### Task description
Every line below must be given again exactly.

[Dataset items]
//! 协作者与配置的集成测试

use async_trait::async_trait;
use di_abstractions::{Debouncer, ResolveContext, ResourceCache, SecretStore, ServiceRegistryExt};
use di_impl::{DeviceIdentity, InMemorySecretStore, ServiceRegistryImpl, TokioDebouncer};
use di_impl_integration_tests::init_test_logger;
use infrastructure_common::{CollaboratorError, ConfigError, RegistrySettings};
use std::collections::HashMap;
use std::io::Write;
use std::sync::atomic::{AtomicUsize, Ordering};
use std::sync::Arc;
use std::time::Duration;

/// 记录网络访问次数的资源缓存
#[derive(Default)]
struct RecordingCache {
    entries: tokio::sync::Mutex<HashMap<String, Vec<u8>>>,
    network_fetches: AtomicUsize,
}

#[async_trait]
impl ResourceCache for RecordingCache {
    async fn fetch(&self, url: &str, headers: &HashMap<String, String>) -> Result<Vec<u8>, CollaboratorError> {
        if url.is_empty() {
            return Err(CollaboratorError::Unavailable {
                resource: url.to_string(),
                message: "空 URL".to_string(),
            });
        }

        let mut entries = self.entries.lock().await;
        if let Some(body) = entries.get(url) {
            return Ok(body.clone());
        }

        self.network_fetches.fetch_add(1, Ordering::SeqCst);
        let accept = headers.get("accept").map_or("*/*", String::as_str);
        let body = format!("{accept} {url}").into_bytes();
        entries.insert(url.to_string(), body.clone());
        Ok(body)
    }

    async fn invalidate(&self, url: &str) -> Result<(), CollaboratorError> {
        self.entries.lock().await.remove(url);
        Ok(())
    }
}

/// 依赖资源缓存的服务
struct AvatarLoader {
    cache: Arc<dyn ResourceCache>,
}

impl AvatarLoader {
    fn url(user: &str) -> String {
        format!("https://avatars.test/{user}")
    }

    async fn load(&self, user: &str) -> Result<Vec<u8>, CollaboratorError> {
        let headers = HashMap::from([("accept".to_string(), "image/png".to_string())]);
        self.cache.fetch(&Self::url(user), &headers).await
    }
}

#[tokio::test]
async fn test_resource_cache_behind_factory() -> anyhow::Result<()> {
    init_test_logger();
    let cache = Arc::new(RecordingCache::default());
    let registry = ServiceRegistryImpl::new();
    registry.register_value::<Arc<dyn ResourceCache>>(None, None, cache.clone());
    registry.register(None, Some("profile"), |ctx: &mut ResolveContext<'_>| {
        let cache = ctx.resolve::<Arc<dyn ResourceCache>>(None, None)?;
        Ok(AvatarLoader {
            cache: (*cache).clone(),
        })
    });

    let loader = registry.resolve::<AvatarLoader>(None, Some("profile"))?;
    let body = loader.load("alice").await?;
    assert_eq!(body, b"image/png https://avatars.test/alice");
    loader.load("alice").await?;
    assert_eq!(cache.network_fetches.load(Ordering::SeqCst), 1);

    // 失效后重新访问网络，使用新解析的服务实例也共享同一个缓存
    cache.invalidate(&AvatarLoader::url("alice")).await?;
    let loader = registry.resolve::<AvatarLoader>(None, Some("profile"))?;
    loader.load("alice").await?;
    assert_eq!(cache.network_fetches.load(Ordering::SeqCst), 2);

    let err = loader.cache.fetch("", &HashMap::new()).await.unwrap_err();
    assert!(matches!(err, CollaboratorError::Unavailable { .. }));
    Ok(())
}

/// 通过注册表组装设备标识，工厂依赖密钥存储
#[test]
fn test_device_identity_from_registry() -> anyhow::Result<()> {
    init_test_logger();
    let registry = ServiceRegistryImpl::new();
    let store: Arc<dyn SecretStore> = Arc::new(InMemorySecretStore::new());
    registry.register_value(None, None, store);
    registry.register(None, None, |ctx: &mut ResolveContext<'_>| {
        let store = ctx.resolve::<Arc<dyn SecretStore>>(None, None)?;
        Ok(DeviceIdentity::new((*store).clone()))
    });

    let first = registry.resolve::<DeviceIdentity>(None, None)?.device_id()?;
    let second = registry.resolve::<DeviceIdentity>(None, None)?.device_id()?;
    assert_eq!(first, second);
    Ok(())
}

#[tokio::test(start_paused = true)]
async fn test_shared_debouncer_from_registry() -> anyhow::Result<()> {
    let registry = ServiceRegistryImpl::new();
    registry.register_value(None, Some("search"), TokioDebouncer::new()?);

    let fired = Arc::new(AtomicUsize::new(0));
    for _ in 0..5 {
        let debouncer = registry.resolve::<TokioDebouncer>(None, Some("search"))?;
        let fired = Arc::clone(&fired);
        debouncer.schedule(
            Duration::from_millis(20),
            Box::new(move || {
                fired.fetch_add(1, Ordering::SeqCst);
            }),
        );
    }

    tokio::time::advance(Duration::from_millis(19)).await;
    tokio::task::yield_now().await;
    assert_eq!(fired.load(Ordering::SeqCst), 0);

    tokio::time::advance(Duration::from_millis(1)).await;
    for _ in 0..3 {
        tokio::task::yield_now().await;
    }
    assert_eq!(fired.load(Ordering::SeqCst), 1);
    Ok(())
}

#[test]
fn test_settings_file_and_environment() -> anyhow::Result<()> {
    let mut file = tempfile::NamedTempFile::new()?;
    writeln!(file, "max_resolution_depth = 8")?;
    writeln!(file, "log_resolutions = false")?;

    std::env::set_var("DI_INTEGRATION_LOG_RESOLUTIONS", "true");
    let settings = RegistrySettings::load_with_env_prefix(Some(file.path()), "DI_INTEGRATION")?;
    std::env::remove_var("DI_INTEGRATION_LOG_RESOLUTIONS");

    assert_eq!(settings.max_resolution_depth, 8);
    assert!(settings.log_resolutions);

    let registry = ServiceRegistryImpl::with_settings(settings);
    assert_eq!(registry.settings().max_resolution_depth, 8);
    Ok(())
}

#[test]
fn test_settings_defaults_without_sources() {
    let settings = RegistrySettings::load_with_env_prefix(None, "DI_INTEGRATION_UNSET").unwrap();
    assert_eq!(settings, RegistrySettings::default());

    let err = RegistrySettings::load(Some(std::path::Path::new("missing/registry.toml"))).unwrap_err();
    assert!(matches!(err, ConfigError::FileNotFound { .. }));
}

### Final answer
//! 协作者与配置的集成测试

use async_trait::async_trait;
use di_abstractions::{Debouncer, ResolveContext, ResourceCache, SecretStore, ServiceRegistryExt};
use di_impl::{DeviceIdentity, InMemorySecretStore, ServiceRegistryImpl, TokioDebouncer};
use di_impl_integration_tests::init_test_logger;
use infrastructure_common::{CollaboratorError, ConfigError, RegistrySettings};
use std::collections::HashMap;
use std::io::Write;
use std::sync::atomic::{AtomicUsize, Ordering};
use std::sync::Arc;
use std::time::Duration;

/// 记录网络访问次数的资源缓存
#[derive(Default)]
struct RecordingCache {
    entries: tokio::sync::Mutex<HashMap<String, Vec<u8>>>,
    network_fetches: AtomicUsize,
}

#[async_trait]
impl ResourceCache for RecordingCache {
    async fn fetch(&self, url: &str, headers: &HashMap<String, String>) -> Result<Vec<u8>, CollaboratorError> {
        if url.is_empty() {
            return Err(CollaboratorError::Unavailable {
                resource: url.to_string(),
                message: "空 URL".to_string(),
            });
        }

        let mut entries = self.entries.lock().await;
        if let Some(body) = entries.get(url) {
            return Ok(body.clone());
        }

        self.network_fetches.fetch_add(1, Ordering::SeqCst);
        let accept = headers.get("accept").map_or("*/*", String::as_str);
        let body = format!("{accept} {url}").into_bytes();
        entries.insert(url.to_string(), body.clone());
        Ok(body)
    }

    async fn invalidate(&self, url: &str) -> Result<(), CollaboratorError> {
        self.entries.lock().await.remove(url);
        Ok(())
    }
}

/// 依赖资源缓存的服务
struct AvatarLoader {
    cache: Arc<dyn ResourceCache>,
}

impl AvatarLoader {
    fn url(user: &str) -> String {
        format!("https://avatars.test/{user}")
    }

    async fn load(&self, user: &str) -> Result<Vec<u8>, CollaboratorError> {
        let headers = HashMap::from([("accept".to_string(), "image/png".to_string())]);
        self.cache.fetch(&Self::url(user), &headers).await
    }
}

#[tokio::test]
async fn test_resource_cache_behind_factory() -> anyhow::Result<()> {
    init_test_logger();
    let cache = Arc::new(RecordingCache::default());
    let registry = ServiceRegistryImpl::new();
    registry.register_value::<Arc<dyn ResourceCache>>(None, None, cache.clone());
    registry.register(None, Some("profile"), |ctx: &mut ResolveContext<'_>| {
        let cache = ctx.resolve::<Arc<dyn ResourceCache>>(None, None)?;
        Ok(AvatarLoader {
            cache: (*cache).clone(),
        })
    });

    let loader = registry.resolve::<AvatarLoader>(None, Some("profile"))?;
    let body = loader.load("alice").await?;
    assert_eq!(body, b"image/png https://avatars.test/alice");
    loader.load("alice").await?;
    assert_eq!(cache.network_fetches.load(Ordering::SeqCst), 1);

    // 失效后重新访问网络，使用新解析的服务实例也共享同一个缓存
    cache.invalidate(&AvatarLoader::url("alice")).await?;
    let loader = registry.resolve::<AvatarLoader>(None, Some("profile"))?;
    loader.load("alice").await?;
    assert_eq!(cache.network_fetches.load(Ordering::SeqCst), 2);

    let err = loader.cache.fetch("", &HashMap::new()).await.unwrap_err();
    assert!(matches!(err, CollaboratorError::Unavailable { .. }));
    Ok(())
}

/// 通过注册表组装设备标识，工厂依赖密钥存储
#[test]
fn test_device_identity_from_registry() -> anyhow::Result<()> {
    init_test_logger();
    let registry = ServiceRegistryImpl::new();
    let store: Arc<dyn SecretStore> = Arc::new(InMemorySecretStore::new());
    registry.register_value(None, None, store);
    registry.register(None, None, |ctx: &mut ResolveContext<'_>| {
        let store = ctx.resolve::<Arc<dyn SecretStore>>(None, None)?;
        Ok(DeviceIdentity::new((*store).clone()))
    });

    let first = registry.resolve::<DeviceIdentity>(None, None)?.device_id()?;
    let second = registry.resolve::<DeviceIdentity>(None, None)?.device_id()?;
    assert_eq!(first, second);
    Ok(())
}

#[tokio::test(start_paused = true)]
async fn test_shared_debouncer_from_registry() -> anyhow::Result<()> {
    let registry = ServiceRegistryImpl::new();
    registry.register_value(None, Some("search"), TokioDebouncer::new()?);

    let fired = Arc::new(AtomicUsize::new(0));
    for _ in 0..5 {
        let debouncer = registry.resolve::<TokioDebouncer>(None, Some("search"))?;
        let fired = Arc::clone(&fired);
        debouncer.schedule(
            Duration::from_millis(20),
            Box::new(move || {
                fired.fetch_add(1, Ordering::SeqCst);
            }),
        );
    }

    tokio::time::advance(Duration::from_millis(19)).await;
    tokio::task::yield_now().await;
    assert_eq!(fired.load(Ordering::SeqCst), 0);

    tokio::time::advance(Duration::from_millis(1)).await;
    for _ in 0..3 {
        tokio::task::yield_now().await;
    }
    assert_eq!(fired.load(Ordering::SeqCst), 1);
    Ok(())
}

#[test]
fn test_settings_file_and_environment() -> anyhow::Result<()> {
    let mut file = tempfile::NamedTempFile::new()?;
    writeln!(file, "max_resolution_depth = 8")?;
    writeln!(file, "log_resolutions = false")?;

    std::env::set_var("DI_INTEGRATION_LOG_RESOLUTIONS", "true");
    let settings = RegistrySettings::load_with_env_prefix(Some(file.path()), "DI_INTEGRATION")?;
    std::env::remove_var("DI_INTEGRATION_LOG_RESOLUTIONS");

    assert_eq!(settings.max_resolution_depth, 8);
    assert!(settings.log_resolutions);

    let registry = ServiceRegistryImpl::with_settings(settings);
    assert_eq!(registry.settings().max_resolution_depth, 8);
    Ok(())
}

#[test]
fn test_settings_defaults_without_sources() {
    let settings = RegistrySettings::load_with_env_prefix(None, "DI_INTEGRATION_UNSET").unwrap();
    assert_eq!(settings, RegistrySettings::default());

    let err = RegistrySettings::load(Some(std::path::Path::new("missing/registry.toml"))).unwrap_err();
    assert!(matches!(err, ConfigError::FileNotFound { .. }));
}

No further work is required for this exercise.